Review Your Company Documents
Your first step in redeeming redeemable shares is to review your company’s governing documents – the constitution and shareholders agreement. Pay close attention to the terms, conditions, and procedures outlined for share redemption.
Obtain the Necessary Approvals
You will need approval from your board of directors and your shareholders.
| Board of Directors Approval | Redeeming redeemable shares usually requires the approval of your company’s board of directors. Your board of directors will evaluate your company’s financial situation when considering whether it should redeem shares. When choosing to redeem shares, the board of directors must be satisfied that the decision will not negatively affect the company’s financial health. |
| Shareholder Approval | It is always important to review your company’s governing documents, as shareholder approval may be necessary to approve redeeming shares. If necessary, your shareholders may need to vote on the redemption. In addition to your governing documents, you must consider the laws applicable in your state or territory to determine the necessary voting requirements and process. |
Notify Shareholders
If your company’s governing documents do not require you to obtain shareholder approval, you should still notify the affected shareholders about the redemption, including details such as the:
- redemption price;
- timing; and
- any other agreed relevant terms.
Maintaining effective communication throughout is the key to executing this correctly and with ease.
Issue Payment
On the predetermined date or according to the schedule specified in your company’s governing documents, your company must make the payment to shareholders whose shares are being redeemed. You can make this payment in cash or other agreed-upon forms of consideration. Ensure that you adhere to the agreed terms and meet your obligations promptly.
Cancel Shares
After the redemption is complete, it is crucial to cancel the redeemed shares and update your share registry or capitalisation table to reflect the reduced number of outstanding shares. This process helps maintain the accuracy of your company’s records and is a requirement under the Corporations Act.
Notify ASIC
The company must lodge a Form 484 with ASIC to notify it of a completed redemption of redeemable preference shares. It needs to lodge the form within a month of the cancellation of the shares.
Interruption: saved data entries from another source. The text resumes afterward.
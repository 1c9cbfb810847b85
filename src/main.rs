//! hl-monitor entrypoint: config, wiring and ordered shutdown.

use std::collections::HashMap;
use std::path::PathBuf;
use std::sync::Arc;
use std::time::{Duration, Instant};

use anyhow::{Context, Result};
use clap::Parser;
use parking_lot::RwLock;
use tracing::{error, info, warn};
use tracing_subscriber::EnvFilter;

use hl_monitor::bus::{NatsPublisher, SignalPublisher};
use hl_monitor::caches::{PositionBalanceCache, PriceCache, SymbolCache, SymbolLoader};
use hl_monitor::config::{Config, LogConfig};
use hl_monitor::health::{self, HealthState};
use hl_monitor::monitor::{AddressLoader, OrderSubscriptionManager, PositionManager};
use hl_monitor::pipeline::queue::{ORDER_QUEUE_CAPACITY, POSITION_QUEUE_CAPACITY};
use hl_monitor::pipeline::{DedupCache, MessageHandler, MessageQueue, OrderProcessor, PositionProcessor};
use hl_monitor::storage::{
    BatchWriter, BatchWriterConfig, DataCleaner, MonitorStorage, MySqlStorage,
};
use hl_monitor::telemetry;
use hl_monitor::ws::dispatcher::DEFAULT_WORKERS;
use hl_monitor::ws::pool::{PoolConfig, SubscriptionTable};
use hl_monitor::ws::{Dispatcher, PoolManager};

#[derive(Debug, Parser)]
#[command(name = "hl-monitor", about = "Hyperliquid trader address monitor")]
struct Cli {
    /// Path to the TOML configuration file
    #[arg(long, default_value = "cfg.toml")]
    config: PathBuf,

    /// Validate the configuration and exit (reserved)
    #[arg(long)]
    test: bool,
}

fn init_logging(cfg: &LogConfig) {
    let filter =
        EnvFilter::try_new(&cfg.level).unwrap_or_else(|_| EnvFilter::new("info"));
    if cfg.format == "json" {
        tracing_subscriber::fmt()
            .with_env_filter(filter)
            .json()
            .init();
    } else {
        tracing_subscriber::fmt().with_env_filter(filter).init();
    }
}

#[tokio::main]
async fn main() -> Result<()> {
    let cli = Cli::parse();
    let cfg = Config::load(&cli.config)?;
    init_logging(&cfg.log);

    if cli.test {
        info!(config = %cli.config.display(), "Configuration valid");
        return Ok(());
    }

    info!("Starting hl-monitor");
    let started_at = Instant::now();
    let prometheus = telemetry::init_prometheus()?;

    // Fatal startup dependencies: storage and symbol metadata.
    let mysql = Arc::new(
        MySqlStorage::connect(&cfg.mysql)
            .await
            .context("Storage init failed")?,
    );
    mysql.init_schema().await.context("Schema bootstrap failed")?;
    let storage: Arc<dyn MonitorStorage> = mysql.clone();

    let symbols = SymbolCache::new();
    let symbol_loader = SymbolLoader::new(&cfg.hl_monitor.hyperliquid_info_url, symbols.clone())?;
    symbol_loader
        .load()
        .await
        .context("Symbol metadata load failed")?;
    tokio::spawn(symbol_loader.run());

    let dedup = Arc::new(DedupCache::new());
    match dedup.warm_up(storage.as_ref()).await {
        Ok(marked) => info!(marked, "Dedup warm-up complete"),
        Err(e) => warn!(error = %e, "Dedup warm-up failed, continuing cold"),
    }

    let prices = Arc::new(PriceCache::new());
    let balances = Arc::new(PositionBalanceCache::new());

    let batch_writer = BatchWriter::spawn(BatchWriterConfig::default(), storage.clone());

    let publisher: Arc<dyn SignalPublisher> = Arc::new(
        NatsPublisher::connect(&cfg.nats)
            .await
            .context("NATS connect failed")?,
    );

    // WebSocket plumbing: shared subscription table, dispatcher, pool.
    let table: Arc<SubscriptionTable> = Arc::new(RwLock::new(HashMap::new()));
    let dispatcher = Dispatcher::new(table.clone(), DEFAULT_WORKERS);
    let pool = PoolManager::new(
        PoolConfig {
            ws_url: cfg.hl_monitor.hyperliquid_ws_url.clone(),
            max_connections: cfg.hl_monitor.max_connections,
            max_subscriptions_per_connection: cfg.hl_monitor.max_subscriptions_per_connection,
        },
        table,
        dispatcher.clone(),
    );
    pool.start().await.context("WebSocket pool start failed")?;

    // Processors behind their queues.
    let processor = OrderProcessor::spawn(
        cfg.order_aggregation.clone(),
        dedup.clone(),
        symbols.clone(),
        balances.clone(),
        batch_writer.clone(),
        publisher.clone(),
        storage.clone(),
    );
    let order_queue = MessageQueue::spawn(
        "orders",
        ORDER_QUEUE_CAPACITY,
        processor.clone() as Arc<dyn MessageHandler>,
    );
    let position_queue = MessageQueue::spawn(
        "positions",
        POSITION_QUEUE_CAPACITY,
        Arc::new(PositionProcessor::new(batch_writer.clone())),
    );

    // Address lifecycle.
    let order_sub = OrderSubscriptionManager::new(pool.clone(), order_queue, dedup.clone());
    let position_sub = PositionManager::new(
        pool.clone(),
        position_queue,
        prices,
        symbols.clone(),
        balances.clone(),
    );
    let loader = AddressLoader::new(
        storage.clone(),
        cfg.hl_monitor.reload_interval(),
        cfg.hl_monitor.remove_grace(),
    );
    loader.register(order_sub.clone());
    loader.register(position_sub.clone());
    if let Err(e) = loader.reconcile_now().await {
        warn!(error = %e, "Initial address sweep failed, retrying on schedule");
    }
    tokio::spawn(loader.clone().run());

    tokio::spawn(DataCleaner::new(storage.clone()).run());

    let health_state = HealthState {
        started_at,
        prometheus,
        pool: pool.clone(),
        dispatcher,
        publisher,
        processor,
        batch_writer: batch_writer.clone(),
        loader: loader.clone(),
        balances,
        symbols,
    };
    let health_addr = cfg.hl_monitor.health_server_addr.clone();
    tokio::spawn(async move {
        if let Err(e) = health::serve(&health_addr, health_state).await {
            error!(error = %e, "Health server failed");
        }
    });

    info!("hl-monitor running");
    tokio::signal::ctrl_c()
        .await
        .context("Failed to listen for shutdown signal")?;
    info!("Shutdown signal received");

    // Ordered teardown: loader first so nothing new subscribes, then the
    // subscription managers, the pool, the writer (final flush), storage.
    loader.stop();
    order_sub.close().await;
    position_sub.close().await;
    pool.close().await;
    if !batch_writer.graceful_shutdown(Duration::from_secs(10)).await {
        warn!("Batch writer did not drain before the deadline");
    }
    mysql.close().await;

    info!("hl-monitor stopped");
    Ok(())
}
//! WebSocket layer: single-socket client, connection wrapper, pool and
//! frame dispatcher.

pub mod client;
pub mod connection;
pub mod dispatcher;
pub mod pool;

pub use client::WsClient;
pub use connection::ConnectionWrapper;
pub use dispatcher::Dispatcher;
pub use pool::{PoolManager, SubscriptionHandle};

use serde_json::json;

/// The three user-bound channels the monitor consumes.
#[derive(Debug, Clone, Copy, PartialEq, Eq, Hash)]
pub enum Channel {
    UserFills,
    OrderUpdates,
    WebData2,
}

impl Channel {
    pub const ALL: [Channel; 3] = [Channel::UserFills, Channel::OrderUpdates, Channel::WebData2];

    pub fn as_str(&self) -> &'static str {
        match self {
            Channel::UserFills => "userFills",
            Channel::OrderUpdates => "orderUpdates",
            Channel::WebData2 => "webData2",
        }
    }
}

impl std::fmt::Display for Channel {
    fn fmt(&self, f: &mut std::fmt::Formatter<'_>) -> std::fmt::Result {
        f.write_str(self.as_str())
    }
}

/// One server-side subscription: a channel bound to a user address.
#[derive(Debug, Clone, PartialEq, Eq, Hash)]
pub struct Subscription {
    pub channel: Channel,
    pub user: String,
}

impl Subscription {
    /// Addresses are normalized to lowercase so keys and frame routing agree.
    pub fn new(channel: Channel, user: &str) -> Self {
        Self {
            channel,
            user: user.to_lowercase(),
        }
    }

    /// Unique key: `channel:address`.
    pub fn key(&self) -> String {
        format!("{}:{}", self.channel.as_str(), self.user)
    }

    /// The `subscription` object of the outbound subscribe/unsubscribe frame.
    pub fn payload(&self) -> serde_json::Value {
        json!({ "type": self.channel.as_str(), "user": self.user })
    }
}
Comply With Additional Legal Requirements
Compliance with legal and regulatory requirements is essential to avoid penalties throughout this process. Be sure to address any potential tax implications both for your company and the shareholders involved.
Further, consult with legal and financial professionals to ensure that your redemption process aligns with all relevant laws and agreements.
Common Mistakes to Avoid
When redeeming redeemable shares, several common pitfalls can create complications for your company. Being aware of these mistakes can help you navigate the redemption process smoothly.
Other Ways to Buy-Back Redeemable Preference Shares
A company can redeem and cancel shares in a selective reduction of capital. However, you must obtain approval by a special resolution of the redeemable preference shareholders or a company resolution in a general meeting.
Companies may redeem shares under a selective buy-back on terms that are different from the original share terms. To do this, the shareholders having their shares bought back need to accept the buy-back terms. If shares are bought back in this way, the funds do not need to be paid out of profit. However, the buy-back rules require that the redemption must not materially prejudice the company’s ability to pay its creditors.
Running a small business? Download this free guide to understand your corporate governance responsibilities, including the decision-making processes.
Key Takeaways
Redeeming redeemable shares is a valuable tool for managing your company’s equity structure. However, the process can be intricate, and it is important to get it right. By carefully reviewing your company’s governing documents, obtaining the necessary approvals, and following the prescribed process, you can effectively redeem shares and make informed financial decisions that benefit your small business.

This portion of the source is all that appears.